L’objectif principal du programme est de travailler à l’introduction durable de la biotechnologie pour atteindre la sécurité alimentaire en Afrique en abordant avec précaution les questions de biosécurité et les préoccupations de toutes les parties prenantes : des petits exploitants et consommateurs jusqu’aux décideurs.
Les modules apporteront un point de vue complémentaire aux formations déjà existantes par une approche globale et multidisciplinaires privilégiant l’étude et la maîtrise de nombreux processus interdépendants qui tiennent compte de la chaîne de valeur.

Ce programme permettra non seulement de renforcer les programmes de Master déjà existants en Afrique mais aussi de créer éventuellement un nouveau programme de Master en Sécurité Alimentaire et Biotechnologie dans les universités ou Instituts supérieurs publics ou privés de l’Afrique qui seront intéressés par les curricula. Les modules pourront également être utilisés comme formation complémentaire ou continue pour toute personne désireuse d’avoir une meilleure compréhension de la Biotechnologie, non seulement sur le plan scientifique mais aussi sur le plan économique, règlementaire, social et éthique.

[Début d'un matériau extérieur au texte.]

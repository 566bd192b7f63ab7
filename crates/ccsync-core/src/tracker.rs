// ── Async task tracker ──
//
// Mutating calls return a task handle; the controller finishes the work
// in the background. The tracker polls execution status with capped
// exponential backoff until the task settles, the deadline passes, or
// the run is cancelled.

use std::sync::Arc;
use std::time::Duration;

use ccsync_api::{ExecutionPhase, TaskHandle};
use serde::Serialize;
use strum::Display;
use tokio::time::Instant;
use tokio_util::sync::CancellationToken;
use tracing::{debug, warn};

use crate::backend::ControllerApi;
use crate::backoff::calculate_backoff;
use crate::config::TaskPolicy;
use crate::error::CoreError;
use crate::model::ResourceKey;
use crate::session::{CallMode, SessionManager};

/// Lifecycle of a controller task.
#[derive(Debug, Clone, Copy, PartialEq, Eq, Serialize, Display)]
#[serde(rename_all = "snake_case")]
#[strum(serialize_all = "snake_case")]
pub enum TaskState {
    Pending,
    Running,
    Succeeded,
    Failed,
}

/// A tracked controller task. Owned by the step that submitted it.
#[derive(Debug, Clone, Serialize)]
pub struct Task {
    /// Execution id, or `None` when the controller answered synchronously.
    pub id: Option<String>,
    pub target: ResourceKey,
    pub state: TaskState,
    pub last_error: Option<String>,
    pub polls: u32,
    #[serde(with = "duration_millis")]
    pub elapsed: Duration,
}

pub struct TaskTracker<A> {
    session: Arc<SessionManager<A>>,
    policy: TaskPolicy,
    cancel: CancellationToken,
}

impl<A: ControllerApi> TaskTracker<A> {
    pub fn new(
        session: Arc<SessionManager<A>>,
        policy: TaskPolicy,
        cancel: CancellationToken,
    ) -> Self {
        Self {
            session,
            policy,
            cancel,
        }
    }

    /// Wait for `handle` to settle using the configured timeout.
    pub async fn await_handle(
        &self,
        handle: &TaskHandle,
        target: &ResourceKey,
    ) -> Result<Task, CoreError> {
        self.await_task(handle, target, self.policy.timeout).await
    }

    /// Poll `handle` until it succeeds, fails, or `timeout` elapses.
    ///
    /// A 404 on the status endpoint means the controller already purged a
    /// completed record and counts as success.
    pub async fn await_task(
        &self,
        handle: &TaskHandle,
        target: &ResourceKey,
        timeout: Duration,
    ) -> Result<Task, CoreError> {
        let started = Instant::now();
        let mut task = Task {
            id: handle.label().map(str::to_owned),
            target: target.clone(),
            state: TaskState::Pending,
            last_error: None,
            polls: 0,
            elapsed: Duration::ZERO,
        };

        if handle.is_synchronous() {
            debug!(target = %target, "synchronous completion");
            task.state = TaskState::Succeeded;
            return Ok(task);
        }

        let task_id = task.id.clone().unwrap_or_default();
        let deadline = started + timeout;
        let mut transient = 0_u32;
        let mut attempt = 0_u32;

        loop {
            task.polls += 1;
            let handle_ref = handle.clone();
            let polled = self
                .session
                .call(CallMode::Single, move |api, token| {
                    let handle = handle_ref.clone();
                    async move { api.execution_status(&token, &handle).await }
                })
                .await;

            match polled {
                Ok(None) => return Ok(settle(task, TaskState::Succeeded, started)),
                Ok(Some(status)) => match status.phase() {
                    ExecutionPhase::Succeeded => {
                        debug!(task_id, polls = task.polls, "task succeeded");
                        return Ok(settle(task, TaskState::Succeeded, started));
                    }
                    ExecutionPhase::Failed(reason) => {
                        warn!(task_id, %reason, "task failed");
                        return Err(CoreError::TaskFailed { task_id, reason });
                    }
                    ExecutionPhase::InProgress => {
                        task.state = TaskState::Running;
                        transient = 0;
                    }
                },
                Err(err) if err.is_not_found() => {
                    debug!(task_id, "execution record gone, treating as complete");
                    return Ok(settle(task, TaskState::Succeeded, started));
                }
                Err(err) if err.is_transient() => {
                    transient += 1;
                    task.last_error = Some(err.to_string());
                    if transient > self.policy.max_transient_retries {
                        return Err(err);
                    }
                    warn!(task_id, attempt = transient, error = %err, "status poll failed, retrying");
                }
                Err(err) => return Err(err),
            }

            let now = Instant::now();
            if now >= deadline {
                return Err(CoreError::TaskTimeout {
                    task_id,
                    waited_secs: now.duration_since(started).as_secs(),
                });
            }

            let delay = calculate_backoff(
                attempt,
                self.policy.initial_interval,
                self.policy.max_interval,
            )
            .min(deadline - now);
            attempt = attempt.saturating_add(1);

            tokio::select! {
                biased;
                () = self.cancel.cancelled() => return Err(CoreError::Cancelled),
                () = tokio::time::sleep(delay) => {}
            }
        }
    }
}

fn settle(mut task: Task, state: TaskState, started: Instant) -> Task {
    task.state = state;
    task.elapsed = started.elapsed();
    task
}

mod duration_millis {
    use std::time::Duration;

    use serde::Serializer;

    pub fn serialize<S: Serializer>(value: &Duration, serializer: S) -> Result<S::Ok, S::Error> {
        serializer.serialize_u64(u64::try_from(value.as_millis()).unwrap_or(u64::MAX))
    }
}
// ── Resource graph ──
//
// Desired resources as a DAG of "must exist before" edges:
//   GlobalPool   -> PoolReservation
//   parent site  -> child site
//   site         -> PoolReservation held by it
//
// Creation order is a Kahn topological sort whose ready set always yields
// the lowest declaration index, so identical input gives identical plans.
// Deletion order is the exact reverse.

use std::cmp::Reverse;
use std::collections::{BinaryHeap, HashMap};
use std::sync::Arc;

use serde::Serialize;
use strum::Display;
use tracing::debug;

use crate::error::CoreError;
use crate::model::{DesiredResource, DesiredState, ResourceKey, SitePath};

/// Direction of a plan.
#[derive(Debug, Clone, Copy, PartialEq, Eq, Hash, Serialize, Display)]
#[serde(rename_all = "lowercase")]
#[strum(serialize_all = "lowercase")]
pub enum Operation {
    Create,
    Delete,
}

/// One planned operation.
#[derive(Debug, Clone, Serialize)]
pub struct PlanStep {
    pub operation: Operation,
    pub key: ResourceKey,
    #[serde(skip)]
    pub resource: Arc<DesiredResource>,
    /// Steps that must reach `Done` or `Skip` before this one may submit.
    pub depends_on: Vec<ResourceKey>,
}

/// Ordered, immutable sequence of operations for one run.
#[derive(Debug, Clone, Serialize)]
pub struct Plan {
    operation: Operation,
    steps: Vec<PlanStep>,
}

impl Plan {
    pub fn operation(&self) -> Operation {
        self.operation
    }

    pub fn steps(&self) -> &[PlanStep] {
        &self.steps
    }

    pub fn keys(&self) -> impl Iterator<Item = &ResourceKey> {
        self.steps.iter().map(|s| &s.key)
    }

    pub fn len(&self) -> usize {
        self.steps.len()
    }

    pub fn is_empty(&self) -> bool {
        self.steps.is_empty()
    }
}

/// Validated dependency graph over a [`DesiredState`].
#[derive(Debug)]
pub struct ResourceGraph {
    nodes: Vec<Arc<DesiredResource>>,
    keys: Vec<ResourceKey>,
    /// `prerequisites[i]`: nodes that must exist before node `i`.
    prerequisites: Vec<Vec<usize>>,
    /// `dependents[i]`: nodes that need node `i`.
    dependents: Vec<Vec<usize>>,
}

impl ResourceGraph {
    /// Build and validate the graph. Performs no I/O.
    ///
    /// Dangling parent, pool, or site references have no path to the
    /// `Global` root and are reported as [`CoreError::CycleDetected`].
    /// Duplicate identities and kind-constraint violations are
    /// [`CoreError::InvalidHierarchy`].
    pub fn build(desired: &DesiredState) -> Result<Self, CoreError> {
        let nodes: Vec<Arc<DesiredResource>> = desired.resources().map(Arc::new).collect();
        let keys: Vec<ResourceKey> = nodes.iter().map(|n| n.key()).collect();

        let mut sites_by_path: HashMap<SitePath, usize> = HashMap::new();
        let mut pools_by_name: HashMap<&str, usize> = HashMap::new();
        let mut seen: HashMap<&ResourceKey, usize> = HashMap::new();

        for (idx, node) in nodes.iter().enumerate() {
            if seen.insert(&keys[idx], idx).is_some() {
                return Err(CoreError::InvalidHierarchy {
                    message: format!("{} is declared more than once", keys[idx]),
                });
            }
            match node.as_ref() {
                DesiredResource::Site(site) => {
                    if site.name.trim().is_empty() || site.name.contains('/') {
                        return Err(CoreError::InvalidHierarchy {
                            message: format!(
                                "site name '{}' under '{}' must be non-empty and contain no '/'",
                                site.name, site.parent
                            ),
                        });
                    }
                    if let Some(prev) = sites_by_path.insert(site.path(), idx) {
                        return Err(CoreError::InvalidHierarchy {
                            message: format!(
                                "{} and {} share the path '{}'",
                                keys[prev],
                                keys[idx],
                                site.path()
                            ),
                        });
                    }
                }
                DesiredResource::Pool(pool) => {
                    pools_by_name.insert(pool.name.as_str(), idx);
                }
                DesiredResource::Reservation(res) => {
                    res.prefix()?;
                }
            }
        }

        let mut prerequisites: Vec<Vec<usize>> = vec![Vec::new(); nodes.len()];
        for (idx, node) in nodes.iter().enumerate() {
            match node.as_ref() {
                DesiredResource::Site(site) => {
                    if site.parent.is_root() {
                        check_parent_kind(&keys[idx], site.kind(), None)?;
                        continue;
                    }
                    let Some(&parent) = sites_by_path.get(&site.parent) else {
                        return Err(dangling(
                            &keys[idx],
                            format!("parent '{}' is not declared", site.parent),
                        ));
                    };
                    let parent_kind = match nodes[parent].as_ref() {
                        DesiredResource::Site(p) => Some(p.kind()),
                        _ => None,
                    };
                    check_parent_kind(&keys[idx], site.kind(), parent_kind)?;
                    prerequisites[idx].push(parent);
                }
                DesiredResource::Pool(_) => {}
                DesiredResource::Reservation(res) => {
                    let Some(&pool) = pools_by_name.get(res.pool.as_str()) else {
                        return Err(dangling(
                            &keys[idx],
                            format!("global pool '{}' is not declared", res.pool),
                        ));
                    };
                    let Some(&site) = sites_by_path.get(&res.site) else {
                        return Err(dangling(
                            &keys[idx],
                            format!("site '{}' is not declared", res.site),
                        ));
                    };
                    prerequisites[idx].push(pool);
                    prerequisites[idx].push(site);
                }
            }
        }

        let mut dependents: Vec<Vec<usize>> = vec![Vec::new(); nodes.len()];
        for (idx, prereqs) in prerequisites.iter().enumerate() {
            for &p in prereqs {
                dependents[p].push(idx);
            }
        }

        debug!(resources = nodes.len(), "resource graph built");
        Ok(Self {
            nodes,
            keys,
            prerequisites,
            dependents,
        })
    }

    /// Creation plan: every prerequisite before its dependents.
    pub fn creation_plan(&self) -> Result<Plan, CoreError> {
        let order = self.topological_order()?;
        let steps = order
            .into_iter()
            .map(|idx| self.step(Operation::Create, idx, &self.prerequisites[idx]))
            .collect();
        Ok(Plan {
            operation: Operation::Create,
            steps,
        })
    }

    /// Deletion plan: the exact reverse of the creation plan. Each step
    /// waits on the resources that depend on it.
    pub fn deletion_plan(&self) -> Result<Plan, CoreError> {
        let mut order = self.topological_order()?;
        order.reverse();
        let steps = order
            .into_iter()
            .map(|idx| self.step(Operation::Delete, idx, &self.dependents[idx]))
            .collect();
        Ok(Plan {
            operation: Operation::Delete,
            steps,
        })
    }

    pub fn plan(&self, operation: Operation) -> Result<Plan, CoreError> {
        match operation {
            Operation::Create => self.creation_plan(),
            Operation::Delete => self.deletion_plan(),
        }
    }

    fn step(&self, operation: Operation, idx: usize, waits_on: &[usize]) -> PlanStep {
        PlanStep {
            operation,
            key: self.keys[idx].clone(),
            resource: Arc::clone(&self.nodes[idx]),
            depends_on: waits_on.iter().map(|&i| self.keys[i].clone()).collect(),
        }
    }

    fn topological_order(&self) -> Result<Vec<usize>, CoreError> {
        let mut in_degree: Vec<usize> = self.prerequisites.iter().map(Vec::len).collect();
        let mut ready: BinaryHeap<Reverse<usize>> = in_degree
            .iter()
            .enumerate()
            .filter(|(_, d)| **d == 0)
            .map(|(i, _)| Reverse(i))
            .collect();

        let mut order = Vec::with_capacity(self.nodes.len());
        while let Some(Reverse(idx)) = ready.pop() {
            order.push(idx);
            for &dep in &self.dependents[idx] {
                in_degree[dep] -= 1;
                if in_degree[dep] == 0 {
                    ready.push(Reverse(dep));
                }
            }
        }

        if order.len() < self.nodes.len() {
            let involved: Vec<String> = in_degree
                .iter()
                .enumerate()
                .filter(|(_, d)| **d > 0)
                .map(|(i, _)| self.keys[i].to_string())
                .collect();
            return Err(CoreError::CycleDetected {
                reason: format!("{} resource(s) form a cycle", involved.len()),
                involved,
            });
        }

        Ok(order)
    }
}

fn check_parent_kind(
    key: &ResourceKey,
    kind: crate::model::SiteKind,
    parent: Option<crate::model::SiteKind>,
) -> Result<(), CoreError> {
    if kind.allows_parent(parent) {
        return Ok(());
    }
    let parent = parent.map_or_else(|| "Global".to_owned(), |k| format!("a {k}"));
    Err(CoreError::InvalidHierarchy {
        message: format!("{key} cannot be placed under {parent}"),
    })
}

fn dangling(key: &ResourceKey, why: String) -> CoreError {
    CoreError::CycleDetected {
        involved: vec![key.to_string()],
        reason: format!("{key} has no path to the Global root: {why}"),
    }
}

Ce programme de formation est rédigé en Anglais et en Français. Six modules spécifiques du programme subdivisés en plusieurs unités d’enseignement (crédits) seront mis à disposition gratuitement sur Internet à partir du 29 Février 2017 dans le site web de l’Université de Groningen au Pays-Bas (www.rug.nl/fwn/edulink-fsba), dans les sites webs des Universités Africaines intéressées, ainsi que d’autres accès gratuits en ligne.

Pr Mamoudou H. DICKO, PhD

URL : http://works.bepress.com/dicko

Sécurité Alimentaire et Biotechnologie en Afrique
Ce projet est financé par l’Union Européenne
et implanté par le Secrétariat de l’ACP

AVERTISSEMENT
Cette publication a été produite avec l’aide de l’Union Européenne. Les contenus de cette publication engagent la seule responsabilité de l’auteur et ne peuvent en aucun cas être pris pour refléter les opinions de l’Union Européenne.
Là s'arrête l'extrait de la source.